Tuberculosis (TB), caused by infection with Mycobacterium tuberculosis, constitutes a major cause of morbidity and mortality worldwide, ranking as the second leading cause of death from a single infectious agent, after human immunodeficiency virus. In Uruguay, the National Tuberculosis Program has effectively reduced the incidence of TB to <30 per 100,000 population, with 600 to 700 new cases per year (data available at the World Health Organization Web page [http://www.who.int/]). However, in the last 5 years, there has been an increase in TB incidence not only in high-risk populations (patients with human immunodeficiency virus and TB coinfection, those in poverty, and prisoners) but also in nonrisk populations, such as in our recent report of 11 cases of well-nourished young subjects affected by the disease (1). In this context, the whole-genome study of isolates from different populations (high- and low-risk) becomes a necessity in order to perform future comparative genomic studies and to determine new molecular markers of pathogenicity and transmissibility, among other aims. In this work, we performed the complete genome sequencing of a clinical isolate from a patient showing bilateral pulmonary tuberculosis that was resistant to isoniazid.
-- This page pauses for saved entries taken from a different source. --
//! Precious metal valuation
//!
//! Metal lots are valued from the market price recorded with the lots of each
//! month, independently of account snapshots. There are two query modes:
//!
//! - profit mode ([`MetalLedger::market_value`]): a month without a recorded
//!   price is worth zero, so it contributes nothing to the profit series;
//! - display mode ([`MetalLedger::market_value_forward_filled`]): the last
//!   known price is carried forward, for asset-distribution views.

use rust_decimal::Decimal;
use serde::Serialize;
use std::collections::BTreeMap;

use crate::models::{Month, PreciousMetalRecord, RecordsByMetalType};

/// Lots of a single metal type, indexed by month
#[derive(Debug, Clone, Default)]
pub struct MetalLedger {
    /// grams bought per month
    grams: BTreeMap<Month, Decimal>,
    /// purchase cost (grams x price per gram) per month
    cost: BTreeMap<Month, Decimal>,
    /// market price recorded in each month; the last lot of a month wins
    prices: BTreeMap<Month, Decimal>,
}

impl MetalLedger {
    pub fn from_lots(lots: &[PreciousMetalRecord]) -> Self {
        let mut ledger = MetalLedger::default();
        for lot in lots {
            *ledger.grams.entry(lot.date).or_insert(Decimal::ZERO) += lot.grams;
            *ledger.cost.entry(lot.date).or_insert(Decimal::ZERO) += lot.purchase_cost();
            if let Some(price) = lot.average_price.filter(|p| *p > Decimal::ZERO) {
                ledger.prices.insert(lot.date, price);
            }
        }
        ledger
    }

    /// Months in which at least one lot was recorded
    pub fn months(&self) -> impl Iterator<Item = Month> + '_ {
        self.grams.keys().copied()
    }

    /// Months with a recorded market price
    pub fn priced_months(&self) -> impl Iterator<Item = Month> + '_ {
        self.prices.keys().copied()
    }

    pub fn price_in(&self, month: Month) -> Option<Decimal> {
        self.prices.get(&month).copied()
    }

    /// Most recent price recorded at or before `month`
    pub fn last_known_price(&self, month: Month) -> Option<Decimal> {
        self.prices.range(..=month).next_back().map(|(_, p)| *p)
    }

    pub fn cumulative_grams(&self, month: Month) -> Decimal {
        self.grams.range(..=month).map(|(_, g)| *g).sum()
    }

    pub fn cumulative_cost(&self, month: Month) -> Decimal {
        self.cost.range(..=month).map(|(_, c)| *c).sum()
    }

    /// Cost of lots dated exactly `month`
    pub fn purchase_cost_in(&self, month: Month) -> Decimal {
        self.cost.get(&month).copied().unwrap_or(Decimal::ZERO)
    }

    /// Profit-mode valuation: zero when `month` has no recorded price
    pub fn market_value(&self, month: Month) -> Decimal {
        match self.price_in(month) {
            Some(price) => self.cumulative_grams(month) * price,
            None => Decimal::ZERO,
        }
    }

    /// Display-mode valuation: carries the last known price forward
    pub fn market_value_forward_filled(&self, month: Month) -> Decimal {
        match self.last_known_price(month) {
            Some(price) => self.cumulative_grams(month) * price,
            None => Decimal::ZERO,
        }
    }

    /// `mv(M) - mv(M-1) - cost(M)`; zero for an unpriced month
    pub fn monthly_profit(&self, month: Month) -> Decimal {
        if self.price_in(month).is_none() {
            return Decimal::ZERO;
        }
        self.market_value(month) - self.market_value(month.prev()) - self.purchase_cost_in(month)
    }

    /// Lifetime profit: `mv(M) - cumulative_cost(M)`
    pub fn cumulative_profit(&self, month: Month) -> Decimal {
        self.market_value(month) - self.cumulative_cost(month)
    }
}

/// Per-month figures for one metal type
#[derive(Debug, Clone, PartialEq, Serialize)]
pub struct MetalMonth {
    pub month: Month,
    pub grams: Decimal,
    pub market_value: Decimal,
    pub profit: Decimal,
    pub cumulative_profit: Decimal,
}

impl crate::models::MonthKeyed for MetalMonth {
    fn month(&self) -> Month {
        self.month
    }
}

/// Ledgers for every metal type
#[derive(Debug, Clone, Default)]
pub struct MetalBook {
    ledgers: BTreeMap<String, MetalLedger>,
}

impl MetalBook {
    pub fn new(metals: &RecordsByMetalType) -> Self {
        let ledgers = metals
            .iter()
            .filter(|(_, lots)| !lots.is_empty())
            .map(|(metal, lots)| (metal.clone(), MetalLedger::from_lots(lots)))
            .collect();
        Self { ledgers }
    }

    pub fn ledger(&self, metal_type: &str) -> Option<&MetalLedger> {
        self.ledgers.get(metal_type)
    }

    pub fn metal_types(&self) -> impl Iterator<Item = &str> {
        self.ledgers.keys().map(String::as_str)
    }

    pub fn is_empty(&self) -> bool {
        self.ledgers.is_empty()
    }

    /// Every month with a lot of any metal type
    pub fn months(&self) -> Vec<Month> {
        let mut months: Vec<Month> = self.ledgers.values().flat_map(|l| l.months()).collect();
        months.sort();
        months.dedup();
        months
    }

    /// Monthly profit summed across metal types
    pub fn monthly_profit(&self, month: Month) -> Decimal {
        self.ledgers.values().map(|l| l.monthly_profit(month)).sum()
    }

    /// Profit-mode market value summed across metal types
    pub fn market_value(&self, month: Month) -> Decimal {
        self.ledgers.values().map(|l| l.market_value(month)).sum()
    }

    /// Display-mode market value summed across metal types
    pub fn market_value_forward_filled(&self, month: Month) -> Decimal {
        self.ledgers
            .values()
            .map(|l| l.market_value_forward_filled(month))
            .sum()
    }

    /// Purchase cost of lots dated exactly `month`, across metal types
    pub fn purchase_cost_in(&self, month: Month) -> Decimal {
        self.ledgers.values().map(|l| l.purchase_cost_in(month)).sum()
    }

    /// Monthly series per metal type over the months that carry a price
    pub fn monthly_series(&self) -> BTreeMap<String, Vec<MetalMonth>> {
        self.ledgers
            .iter()
            .map(|(metal, ledger)| {
                let series = ledger
                    .priced_months()
                    .map(|month| MetalMonth {
                        month,
                        grams: ledger.cumulative_grams(month),
                        market_value: ledger.market_value(month),
                        profit: ledger.monthly_profit(month),
                        cumulative_profit: ledger.cumulative_profit(month),
                    })
                    .collect();
                (metal.clone(), series)
            })
            .collect()
    }

    /// Per-metal monthly market value map
    pub fn market_value_map(&self) -> BTreeMap<String, BTreeMap<Month, Decimal>> {
        self.series_map(|m| m.market_value)
    }

    /// Per-metal monthly profit map
    pub fn profit_map(&self) -> BTreeMap<String, BTreeMap<Month, Decimal>> {
        self.series_map(|m| m.profit)
    }

    fn series_map(
        &self,
        pick: impl Fn(&MetalMonth) -> Decimal,
    ) -> BTreeMap<String, BTreeMap<Month, Decimal>> {
        self.monthly_series()
            .into_iter()
            .map(|(metal, series)| {
                let map = series.iter().map(|m| (m.month, pick(m))).collect();
                (metal, map)
            })
            .collect()
    }
}
// Reports module - performance calculation engine
//
// Every calculator is a pure function over an immutable record set. Display
// windows are applied to computed series only (see `scope`).

pub mod cache;
pub mod distribution;
pub mod overall;
pub mod precious_metal;
pub mod profit;
pub mod return_rate;
pub mod scope;
pub mod series;
pub mod snapshots;
pub mod time_deposit;

pub use cache::{CacheKey, RecordVersion, SeriesCache};
pub use distribution::{calculate_asset_distribution, AssetDistribution};
pub use overall::{calculate_overall_returns, OverallMonth};
pub use precious_metal::{MetalBook, MetalLedger, MetalMonth};
pub use profit::{
    calculate_monthly_profit, calculate_monthly_profit_by_account, summarize_profit,
    ProfitSummary, SeriesByAccount,
};
pub use return_rate::{calculate_monthly_returns, calculate_monthly_returns_by_account};
pub use scope::{apply_window, DisplayWindow};
pub use series::{Series, SeriesKind};
pub use snapshots::group_snapshots_by_account;
pub use time_deposit::{deposit_schedule, DepositPosition, DepositStatus, TimeDeposit};
//! Monthly return rate
//!
//! Return rate normalizes profit by a base that depends on the month:
//! the contribution made that month when there is one, otherwise the previous
//! month's valuation. This keeps months without new money from producing an
//! undefined or inflated rate. The same rule is reused by the blended
//! calculator in [`crate::reports::overall`].

use rust_decimal::Decimal;
use std::collections::BTreeMap;

use crate::models::{month_diff, InvestmentRecord, Month, MonthlyReturnData};
use crate::reports::profit::SeriesByAccount;
use crate::reports::snapshots::{group_snapshots_by_account, investment_by_account_month};

/// Contribution when positive, otherwise the previous valuation
pub fn select_denominator(investment: Decimal, previous_value: Decimal) -> Decimal {
    if investment > Decimal::ZERO {
        investment
    } else {
        previous_value
    }
}

/// `profit / denominator * 100`, zero when the denominator is not positive or
/// the result does not fit in a `Decimal`
pub fn rate_percent(profit: Decimal, denominator: Decimal) -> Decimal {
    if denominator <= Decimal::ZERO {
        return Decimal::ZERO;
    }
    profit
        .checked_div(denominator)
        .and_then(|ratio| ratio.checked_mul(Decimal::ONE_HUNDRED))
        .unwrap_or(Decimal::ZERO)
}

/// Build one entry, applying the denominator rule
pub fn return_entry(
    month: Month,
    profit: Decimal,
    investment: Decimal,
    previous_value: Decimal,
) -> MonthlyReturnData {
    MonthlyReturnData {
        month,
        return_rate: rate_percent(profit, select_denominator(investment, previous_value)),
        previous_snapshot_value: previous_value,
        profit,
        investment,
    }
}

/// Per-account monthly return rate.
///
/// The first snapshot has a previous value of zero, so its profit is the snapshot
/// minus the month's contribution and its base is the contribution alone. Later
/// snapshots are compared with the snapshot exactly one month earlier; a snapshot
/// following a gap gets no entry.
pub fn calculate_monthly_returns_by_account(
    records: &[InvestmentRecord],
) -> SeriesByAccount<MonthlyReturnData> {
    let snapshots = group_snapshots_by_account(records);
    let investments = investment_by_account_month(records);

    let mut result = SeriesByAccount::new();
    for (account, chain) in &snapshots {
        let invested_in = |month: Month| {
            investments
                .get(&(account.clone(), month))
                .copied()
                .unwrap_or(Decimal::ZERO)
        };

        let mut series = Vec::with_capacity(chain.len());
        if let Some(first) = chain.first() {
            let investment = invested_in(first.date);
            series.push(return_entry(
                first.date,
                first.value - investment,
                investment,
                Decimal::ZERO,
            ));
        }

        for pair in chain.windows(2) {
            let (previous, current) = (&pair[0], &pair[1]);
            if month_diff(previous.date, current.date) != 1 {
                continue;
            }
            let investment = invested_in(current.date);
            let profit = (current.value - previous.value) - investment;
            series.push(return_entry(current.date, profit, investment, previous.value));
        }

        result.insert(account.clone(), series);
    }
    result
}

/// Sum profit, investment and previous value across accounts per month, then
/// apply the denominator rule to the totals
pub fn aggregate_monthly_returns(
    by_account: &SeriesByAccount<MonthlyReturnData>,
) -> Vec<MonthlyReturnData> {
    let mut totals: BTreeMap<Month, (Decimal, Decimal, Decimal)> = BTreeMap::new();
    for entry in by_account.values().flatten() {
        let slot = totals
            .entry(entry.month)
            .or_insert((Decimal::ZERO, Decimal::ZERO, Decimal::ZERO));
        slot.0 += entry.profit;
        slot.1 += entry.investment;
        slot.2 += entry.previous_snapshot_value;
    }

    totals
        .into_iter()
        .map(|(month, (profit, investment, previous))| {
            return_entry(month, profit, investment, previous)
        })
        .collect()
}

/// Aggregate monthly return rate across all accounts
pub fn calculate_monthly_returns(records: &[InvestmentRecord]) -> Vec<MonthlyReturnData> {
    aggregate_monthly_returns(&calculate_monthly_returns_by_account(records))
}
Sequencing was performed at the Institut Pasteur de Montevideo on an Illumina platform. A total of 1,496,856 paired-end reads (2 × 100 cycles) were generated; the reads were corrected using AllPaths-LG (2), and then Velvet (3) software was used for the de novo assembly. A total of 169 contigs were found, with an average coverage of 69-fold. Using the reference genome of M. tuberculosis H37Rv (accession no. NC_000962), the assembly quality was further improved through the PAGIT toolkit (4) and evaluated with the Assembly Likelihood Estimator (ALE) software (5). Finally, automatic annotation was performed using RAST (6). M. tuberculosis strain MtURU-002 has a total of 4,324,103 bp, with an average G+C content of 63%. It contains 4,328 predicted coding sequences (CDSs), 1 rRNA operon, and 45 tRNA genes. Single nucleotide polymorphisms versus M. tuberculosis H37Rv were identified using BWA (7) and the GATK pipeline (8). A total of 540 single nucleotide polymorphisms (SNPs) and 35 indels were found. Of them, 482 belong to coding sequences, and 8 introduce stop codons disrupting membrane protein-related genes involved in lipid metabolism or cell wall processes.

As mentioned, drug sensitivity analysis revealed the isolate to be resistant to isoniazid. Remarkably, we did not identify any reported mutation related to this resistance (https://tbdreamdb.ki.se). However, we found a novel mutation, G471S, in the iniB gene (isoniazid inducible gene) that might explain resistance. Further studies should be done to evaluate the ability of the iniB gene to confer isoniazid resistance

Nucleotide sequence accession number.

This whole-genome shotgun project has been deposited at DDBJ/EMBL/GenBank under the accession no. JNGE00000000.